If she doesn’t exactly succeed, she has at least answered Neitje’s complaint with guile and skill. Women Talking is hardly kinetic, but it’s paced briskly enough to stave off accusations of sluggishness. If anything, some of Polley’s editing techniques—rather than deploying typical flashbacks, she frequently inserts random, lightning-quick cuts to prior brutalities (blood smeared on walls, bruises dotting legs)—are too abrasive to be boring. These moments tend to be more distracting than disquieting, and they don’t so much jolt the story to life as disrupt its fluid rhythms. Still, Polley evades point-and-shoot banality, and some of the film’s artistic choices—the desaturated color scheme that looks like the camera is fighting through a scrim, the rippling guitar-plucked score from Hildur Guðnadóttir, the ominous overhead shot of wagons pushing past onlookers in white straw hats—lend double meaning to an early title card that reads, “What follows is an act of female imagination.”

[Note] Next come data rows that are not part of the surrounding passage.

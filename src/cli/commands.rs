use std::net::SocketAddr;
use std::path::PathBuf;

use clap::{Parser, Subcommand};

use crate::config::{DEFAULT_BIND, DEFAULT_DB};

#[derive(Parser, Debug)]
#[command(name = "personal-notes")]
#[command(version, about = "A small REST backend for personal notes")]
#[command(propagate_version = true)]
pub struct Cli {
    /// SQLite database file
    #[arg(long, global = true, env = "NOTES_DB", default_value = DEFAULT_DB)]
    pub db: PathBuf,

    #[command(subcommand)]
    pub command: Commands,
}

#[derive(Subcommand, Debug)]
pub enum Commands {
    /// Serve the notes API over HTTP
    Serve {
        /// Address to listen on
        #[arg(long, env = "NOTES_BIND", default_value = DEFAULT_BIND)]
        bind: SocketAddr,

        /// Keep notes in memory instead of the database file
        #[arg(long)]
        in_memory: bool,
    },

    /// List all notes
    List {
        /// Output as JSON
        #[arg(long)]
        json: bool,
    },

    /// Show a single note
    Get {
        /// Note ID
        id: i64,

        /// Output as JSON
        #[arg(long)]
        json: bool,
    },

    /// Print the number of notes
    Count,
}
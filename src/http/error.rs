use axum::extract::rejection::JsonRejection;
use axum::http::StatusCode;
use axum::response::{IntoResponse, Response};
use axum::Json;
use serde::Serialize;

use crate::error::NoteError;

/// Errors surfaced by the HTTP layer.
///
/// Not-found and validation failures answer with an empty body; anything
/// else is a server error carrying a JSON message.
#[derive(Debug)]
pub enum ApiError {
    NotFound,
    BadRequest,
    Internal(String),
}

#[derive(Debug, Serialize)]
struct ErrorBody {
    error: String,
}

impl ApiError {
    pub fn status(&self) -> StatusCode {
        match self {
            Self::NotFound => StatusCode::NOT_FOUND,
            Self::BadRequest => StatusCode::BAD_REQUEST,
            Self::Internal(_) => StatusCode::INTERNAL_SERVER_ERROR,
        }
    }
}

impl IntoResponse for ApiError {
    fn into_response(self) -> Response {
        match self {
            Self::Internal(message) => {
                tracing::error!(error = %message, "request failed");
                (
                    StatusCode::INTERNAL_SERVER_ERROR,
                    Json(ErrorBody { error: message }),
                )
                    .into_response()
            }
            other => other.status().into_response(),
        }
    }
}

impl From<NoteError> for ApiError {
    fn from(err: NoteError) -> Self {
        match err {
            NoteError::NotFound(_) => Self::NotFound,
            NoteError::Validation(message) => {
                tracing::debug!(%message, "validation failed");
                Self::BadRequest
            }
            other => Self::Internal(other.to_string()),
        }
    }
}

impl From<JsonRejection> for ApiError {
    fn from(rejection: JsonRejection) -> Self {
        tracing::debug!(error = %rejection.body_text(), "rejected request body");
        Self::BadRequest
    }
}
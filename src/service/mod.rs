//! Note service: forwards to the store and merges partial updates.

use std::sync::Arc;

use crate::entity::{Note, NoteDraft, NoteId, NoteUpdate};
use crate::error::Result;
use crate::storage::NoteStore;

/// Orchestration layer between the HTTP handlers and the [`NoteStore`].
///
/// The service applies no validation of its own; callers are expected to
/// check input before creating notes.
#[derive(Clone)]
pub struct NoteService {
    store: Arc<dyn NoteStore>,
}

impl NoteService {
    pub fn new(store: Arc<dyn NoteStore>) -> Self {
        Self { store }
    }

    /// All notes, ordered by id.
    pub fn list_notes(&self) -> Result<Vec<Note>> {
        let notes = self.store.find_all()?;
        tracing::debug!(count = notes.len(), "listed notes");
        Ok(notes)
    }

    pub fn get_note(&self, id: NoteId) -> Result<Option<Note>> {
        let note = self.store.find_by_id(id)?;
        tracing::debug!(id, found = note.is_some(), "looked up note");
        Ok(note)
    }

    /// Persist a new note and return it with its assigned id.
    pub fn create_note(&self, title: String, content: String) -> Result<Note> {
        let note = self.store.save(NoteDraft::new(title, content))?;
        tracing::info!(id = note.id, "created note");
        Ok(note)
    }

    /// Merge `update` into the note with `id`.
    ///
    /// Returns `Ok(None)` without touching the store if no such note exists.
    pub fn update_note(&self, id: NoteId, update: NoteUpdate) -> Result<Option<Note>> {
        let Some(mut note) = self.store.find_by_id(id)? else {
            tracing::debug!(id, "update skipped, note not found");
            return Ok(None);
        };

        if update.is_empty() {
            tracing::debug!(id, "update carries no fields");
        }
        update.apply_to(&mut note);

        let saved = self.store.save(NoteDraft::from(note))?;
        tracing::info!(id, "updated note");
        Ok(Some(saved))
    }

    /// Delete the note with `id`. Returns whether a note was removed.
    pub fn delete_note(&self, id: NoteId) -> Result<bool> {
        if !self.store.exists_by_id(id)? {
            tracing::debug!(id, "delete skipped, note not found");
            return Ok(false);
        }
        self.store.delete_by_id(id)?;
        tracing::info!(id, "deleted note");
        Ok(true)
    }

    pub fn delete_all_notes(&self) -> Result<()> {
        self.store.delete_all()?;
        tracing::info!("deleted all notes");
        Ok(())
    }

    pub fn count_notes(&self) -> Result<u64> {
        self.store.count()
    }
}
//! HTTP/JSON API for notes.
//!
//! Routes:
//! - `GET    /api/notes`         list all notes
//! - `POST   /api/notes`         create a note (201)
//! - `DELETE /api/notes`         delete all notes (204)
//! - `GET    /api/notes/count`   number of notes
//! - `GET    /api/notes/{id}`    fetch one note
//! - `PUT    /api/notes/{id}`    partial update
//! - `DELETE /api/notes/{id}`    delete one note (204)
//! - `GET    /health`            liveness probe

pub mod error;
pub mod notes;

use std::sync::Arc;
use std::time::Duration;

use axum::routing::get;
use axum::Router;
use tokio::net::TcpListener;
use tower::ServiceBuilder;
use tower_http::cors::{Any, CorsLayer};
use tower_http::trace::TraceLayer;

use crate::config::ServerConfig;
use crate::error::Result;
use crate::service::NoteService;

pub use error::ApiError;

/// Preflight cache lifetime advertised to browsers.
const CORS_MAX_AGE: Duration = Duration::from_secs(3600);

pub(crate) struct AppState {
    pub(crate) service: NoteService,
}

/// Build the application router around `service`.
pub fn router(service: NoteService) -> Router {
    let state = Arc::new(AppState { service });
    let cors = CorsLayer::new()
        .allow_origin(Any)
        .allow_methods(Any)
        .allow_headers(Any)
        .max_age(CORS_MAX_AGE);

    Router::new()
        .route("/health", get(health))
        .route(
            "/api/notes",
            get(notes::list).post(notes::create).delete(notes::delete_all),
        )
        .route("/api/notes/count", get(notes::count))
        .route(
            "/api/notes/{id}",
            get(notes::get).put(notes::update).delete(notes::delete),
        )
        .with_state(state)
        .layer(
            ServiceBuilder::new()
                .layer(TraceLayer::new_for_http())
                .layer(cors),
        )
}

/// Open the configured store and serve the API until Ctrl-C.
pub async fn serve(config: &ServerConfig) -> Result<()> {
    let store = config.storage.open()?;
    let app = router(NoteService::new(store));

    let listener = TcpListener::bind(config.bind).await?;
    let addr = listener.local_addr()?;
    tracing::info!(%addr, storage = ?config.storage, "listening");

    axum::serve(listener, app)
        .with_graceful_shutdown(shutdown_signal())
        .await?;

    tracing::info!("server stopped");
    Ok(())
}

async fn shutdown_signal() {
    match tokio::signal::ctrl_c().await {
        Ok(()) => tracing::info!("shutdown signal received"),
        Err(e) => {
            tracing::error!(error = %e, "failed to listen for shutdown signal");
            std::future::pending::<()>().await;
        }
    }
}

async fn health() -> &'static str {
    "ok"
}
use thiserror::Error;

use crate::entity::NoteId;

#[derive(Error, Debug)]
pub enum NoteError {
    #[error("Note not found: {0}")]
    NotFound(NoteId),

    #[error("Validation failed: {0}")]
    Validation(String),

    #[error("Storage error: {0}")]
    Storage(String),

    #[error("SQLite error: {0}")]
    Sqlite(#[from] rusqlite::Error),

    #[error("IO error: {0}")]
    Io(#[from] std::io::Error),

    #[error("JSON error: {0}")]
    Json(#[from] serde_json::Error),
}

pub type Result<T> = std::result::Result<T, NoteError>;
//! A reference model for [`AvlTree`], checked against [`BTreeMap`].
//!
//! Used by the property tests and by the fuzz targets.

use std::{boxed::Box, collections::BTreeMap, mem, ptr::NonNull, vec::Vec};

use arbitrary::Arbitrary;
use cordyceps::Linked;
use proptest::strategy::{Just, Strategy};

use crate::{AvlTree, Links, TreeNode};

#[derive(Debug)]
#[repr(C)]
pub struct TestNode {
    pub links: Links<TestNode>,
    pub key: u32,
    pub value: u32,
}

impl TestNode {
    pub fn new(key: u32, value: u32) -> Box<TestNode> {
        Box::new(TestNode {
            links: Links::new(),
            key,
            value,
        })
    }
}

unsafe impl Linked<Links<TestNode>> for TestNode {
    type Handle = Box<TestNode>;

    fn into_ptr(r: Self::Handle) -> NonNull<Self> {
        NonNull::new(Box::into_raw(r)).unwrap()
    }

    unsafe fn from_ptr(ptr: NonNull<Self>) -> Self::Handle {
        unsafe { Box::from_raw(ptr.as_ptr()) }
    }

    unsafe fn links(ptr: NonNull<Self>) -> NonNull<Links<TestNode>> {
        // SAFETY: Self is #[repr(C)] and `links` is first field
        ptr.cast()
    }
}

impl TreeNode<Links<TestNode>> for TestNode {
    type Key = u32;

    fn key(&self) -> &Self::Key {
        &self.key
    }

    fn swap_payload(&mut self, other: &mut Self) {
        mem::swap(&mut self.key, &mut other.key);
        mem::swap(&mut self.value, &mut other.value);
    }
}

#[derive(Copy, Clone, Debug, Arbitrary)]
pub enum ItemValue {
    Index(usize),
    Random(u32),
}

proptest::prop_compose! {
    fn index_strategy()(
        index in 0usize..1000,
    ) -> ItemValue {
        ItemValue::Index(index)
    }
}

proptest::prop_compose! {
    fn random_strategy()(
        random in 0u32..1000,
    ) -> ItemValue {
        ItemValue::Random(random)
    }
}

fn value_strategy() -> impl Strategy<Value = ItemValue> {
    proptest::prop_oneof![index_strategy(), random_strategy()]
}

#[derive(Copy, Clone, Debug, Arbitrary)]
pub enum Op {
    Insert(ItemValue, u32),
    Get(ItemValue),
    Remove(ItemValue),
    First,
    PopFirst,
    Last,
    PopLast,
    Clear,
}

impl Op {
    fn finalize(self, sorted: &[u32]) -> FinalOp {
        // Indices pick a key already in the tree, so that removals and overwrites actually hit.
        fn get_key(v: &[u32], i: ItemValue) -> u32 {
            match i {
                ItemValue::Index(idx) => {
                    if v.is_empty() {
                        idx as u32
                    } else {
                        v[idx % v.len()]
                    }
                }
                ItemValue::Random(v) => v,
            }
        }

        match self {
            Op::Insert(item, value) => FinalOp::Insert(get_key(sorted, item), value),
            Op::Get(item) => FinalOp::Get(get_key(sorted, item)),
            Op::Remove(item) => FinalOp::Remove(get_key(sorted, item)),
            Op::First => FinalOp::First,
            Op::PopFirst => FinalOp::PopFirst,
            Op::Last => FinalOp::Last,
            Op::PopLast => FinalOp::PopLast,
            Op::Clear => FinalOp::Clear,
        }
    }
}

#[derive(Copy, Clone, Debug)]
enum FinalOp {
    Insert(u32, u32),
    Get(u32),
    Remove(u32),
    First,
    PopFirst,
    Last,
    PopLast,
    Clear,
}

pub fn op_strategy() -> impl Strategy<Value = Op> {
    proptest::prop_oneof![
        10 => (value_strategy(), proptest::num::u32::ANY)
            .prop_map(|(item, value)| Op::Insert(item, value)),
        3 => value_strategy().prop_map(Op::Get),
        6 => value_strategy().prop_map(Op::Remove),
        1 => Just(Op::First),
        1 => Just(Op::PopFirst),
        1 => Just(Op::Last),
        1 => Just(Op::PopLast),
        1 => Just(Op::Clear),
    ]
}

pub fn run_btree_equivalence(ops: Vec<Op>) {
    let mut btree = BTreeMap::new();
    let mut avl: AvlTree<TestNode> = AvlTree::new();

    #[inline]
    #[allow(clippy::boxed_local)]
    fn node_entry(node: Box<TestNode>) -> (u32, u32) {
        (node.key, node.value)
    }

    #[inline]
    fn ref_entry(node: &TestNode) -> (u32, u32) {
        (node.key, node.value)
    }

    for (op_id, op) in ops.into_iter().enumerate() {
        let sorted_keys: Vec<u32> = btree.keys().copied().collect();
        let final_op = op.finalize(&sorted_keys);

        match final_op {
            FinalOp::Insert(key, value) => {
                let from_btree = btree.insert(key, value).map(|old| (key, old));
                let from_avl = avl.insert(TestNode::new(key, value)).map(node_entry);

                assert_eq!(from_btree, from_avl, "FinalOp #{op_id}: {final_op:?}");
            }

            FinalOp::Get(key) => {
                let from_btree = btree.get(&key).map(|&value| (key, value));
                let from_avl = avl.get(&key).map(|node| ref_entry(node.get_ref()));

                assert_eq!(from_btree, from_avl, "FinalOp #{op_id}: {final_op:?}");
            }

            FinalOp::Remove(key) => {
                let from_btree = btree.remove(&key).map(|value| (key, value));
                let from_avl = avl.remove(&key).map(node_entry);

                assert_eq!(from_btree, from_avl, "FinalOp #{op_id}: {final_op:?}");
            }

            FinalOp::First => {
                let from_btree = btree.first_key_value().map(|(&k, &v)| (k, v));
                let from_avl = avl.first().map(|node| ref_entry(node.get_ref()));

                assert_eq!(from_btree, from_avl, "FinalOp #{op_id}: {final_op:?}");
            }

            FinalOp::PopFirst => {
                let from_btree = btree.pop_first();
                let from_avl = avl.pop_first().map(node_entry);

                assert_eq!(from_btree, from_avl, "FinalOp #{op_id}: {final_op:?}");
            }

            FinalOp::Last => {
                let from_btree = btree.last_key_value().map(|(&k, &v)| (k, v));
                let from_avl = avl.last().map(|node| ref_entry(node.get_ref()));

                assert_eq!(from_btree, from_avl, "FinalOp #{op_id}: {final_op:?}");
            }

            FinalOp::PopLast => {
                let from_btree = btree.pop_last();
                let from_avl = avl.pop_last().map(node_entry);

                assert_eq!(from_btree, from_avl, "FinalOp #{op_id}: {final_op:?}");
            }

            FinalOp::Clear => {
                btree.clear();
                avl.clear();
            }
        }

        avl.assert_invariants();
        assert_eq!(btree.len(), avl.len());
        assert!(btree
            .iter()
            .map(|(&k, &v)| (k, v))
            .eq(avl.iter().map(ref_entry)));
    }
}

That line suggests the possibility of whimsy, but despite a few snatches of humor (in particular the honest correction of a snarled profanity), the movie’s subject matter is almost unspeakably grave. Toews’ novel (which I haven’t read) is rooted in a nightmarish true-crime episode in Bolivia, where over 100 women in a Mennonite colony discovered that the men of their village had been systematically drugging and raping them for years. (The location here is unspecified, but accumulated details—the language, the racial composition, the wavy grain fields, the bullhorn declaring the 2010 census—would seem to imply Middle America.) Aside from the brief shot of an anonymous assailant fleeing into the dark night (plus those aforementioned jagged inserts), Polley declines to depict these atrocities, instead concerning herself with the victims’ responses in their aftermath.

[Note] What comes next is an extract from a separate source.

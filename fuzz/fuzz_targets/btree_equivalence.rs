#![no_main]
use libfuzzer_sys::fuzz_target;

use cordyceps_avl::model::{run_btree_equivalence, Op};

fuzz_target!(|ops: Vec<Op>| { run_btree_equivalence(ops) });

Jessie Buckley in Women Talking

It seems absurd to describe Women Talking as suspenseful, but its structure nonetheless echoes that of a ticking-clock picture. While the men of the community are temporarily preoccupied bailing their confederates (who are generally referred to as “the attackers”) out of jail, the illiterate women resolve to take a vote on their future, creating a pictorial ballot in which crude drawings symbolize three options: do nothing, stay and fight, or leave. After complications force them to pivot from direct democracy to a makeshift republic, a handful of representatives gather in a roomy barn to debate the proper course of action for the entire female population.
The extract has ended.